16. Jupiter’s moon, Europa, has a surface that is mostly water ice.
While it is known that the surface of Europa is made of mostly ice, they also have strong evidence to suggest that there is an ocean of liquid water or slushy ice beneath the icy crust. The ground-based telescopes on Earth, along with a spacecraft and space telescope, have enhanced their confidence for a Europan ocean. Scientists believe that Europa’s ice shell is between 10 and 15 miles thick and floating on a sea 40 to 100 miles deep. Although Europa is only a quarter of Earth’s diameter, its ocean may contain twice as much water as all of Earth’s oceans combined. The vast and deep sea is thought to be one of the most promising places to look for life beyond Earth.

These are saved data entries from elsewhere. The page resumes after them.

//! Stored entry of one client.

/// Algorithm state of one client plus the bookkeeping the store needs.
#[derive(Debug)]
pub(crate) struct StoreEntry<S> {
    /// Algorithm-owned state.
    pub state: S,
    /// Latest clock reading at which the entry was used.
    pub last_access: u64,
    /// Set under the entry lock when the entry leaves the map. A caller that
    /// locks an evicted entry must look the key up again.
    pub evicted: bool,
}

impl<S> StoreEntry<S> {
    pub fn new(state: S, now: u64) -> Self {
        Self {
            state,
            last_access: now,
            evicted: false,
        }
    }

    /// Record a use at `now`. A clock reading older than the last use does
    /// not make the entry look idle for longer.
    pub fn touch(&mut self, now: u64) {
        self.last_access = self.last_access.max(now);
    }

    pub fn idle_for(&self, now: u64) -> u64 {
        now.saturating_sub(self.last_access)
    }
}
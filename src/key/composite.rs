//! Composite key built from several parts.

use std::borrow::Cow;

use crate::key::ClientKey;

/// Combine several key parts into one client key.
///
/// The resulting key is formatted as `"{part1}:{part2}:..."`.
#[derive(Debug, Clone, PartialEq, Eq)]
pub struct CompositeKey {
    parts: Vec<String>,
    separator: &'static str,
}

impl Default for CompositeKey {
    fn default() -> Self {
        Self::new()
    }
}

impl CompositeKey {
    /// Create an empty composite key with default separator `:`.
    pub fn new() -> Self {
        Self::with_separator(":")
    }

    /// Create an empty composite key with a custom separator.
    pub fn with_separator(separator: &'static str) -> Self {
        Self {
            parts: Vec::new(),
            separator,
        }
    }

    /// Append a part.
    pub fn part<K: ClientKey>(mut self, part: K) -> Self {
        self.parts.push(part.to_key().into_owned());
        self
    }

    /// Number of parts.
    pub fn len(&self) -> usize {
        self.parts.len()
    }

    /// Check if the key has no parts.
    pub fn is_empty(&self) -> bool {
        self.parts.is_empty()
    }
}

impl ClientKey for CompositeKey {
    fn to_key(&self) -> Cow<'_, str> {
        match self.parts.as_slice() {
            [single] => Cow::Borrowed(single.as_str()),
            parts => Cow::Owned(parts.join(self.separator)),
        }
    }
}

#[cfg(test)]
mod tests {
    use super::*;

    #[test]
    fn joins_parts_with_separator() {
        let key = CompositeKey::new().part("user:9").part(443u64);
        assert_eq!(key.len(), 2);
        assert_eq!(key.to_key(), "user:9:443");

        let key = CompositeKey::with_separator("|").part("a").part("b");
        assert_eq!(key.to_key(), "a|b");
    }

    #[test]
    fn single_part_is_borrowed() {
        let key = CompositeKey::new().part("only");
        assert!(matches!(key.to_key(), Cow::Borrowed("only")));
        assert!(CompositeKey::new().is_empty());
        assert_eq!(CompositeKey::new().to_key(), "");
    }
}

As recently as last year, a research team led by NASA communicated that they had detected water vapor for the first time about Europa’s surface. Long, linear fractures crisscross Europa’s water and ice surface. Based on a small number of visible craters, the moon’s surface appears to be no more than 40 to 90 million years old. While that may seem extremely old, it is relatively youthful in geologic terms. Along the many fractures is a reddish-brown material containing salts and sulfur compounds mixed with water ice and modified by radiation. Europa orbits Jupiter every three-and-a-half days and is locked by gravity to Jupiter. Although the moon is covered in ice, Europa has mild seasons in comparison to other planets.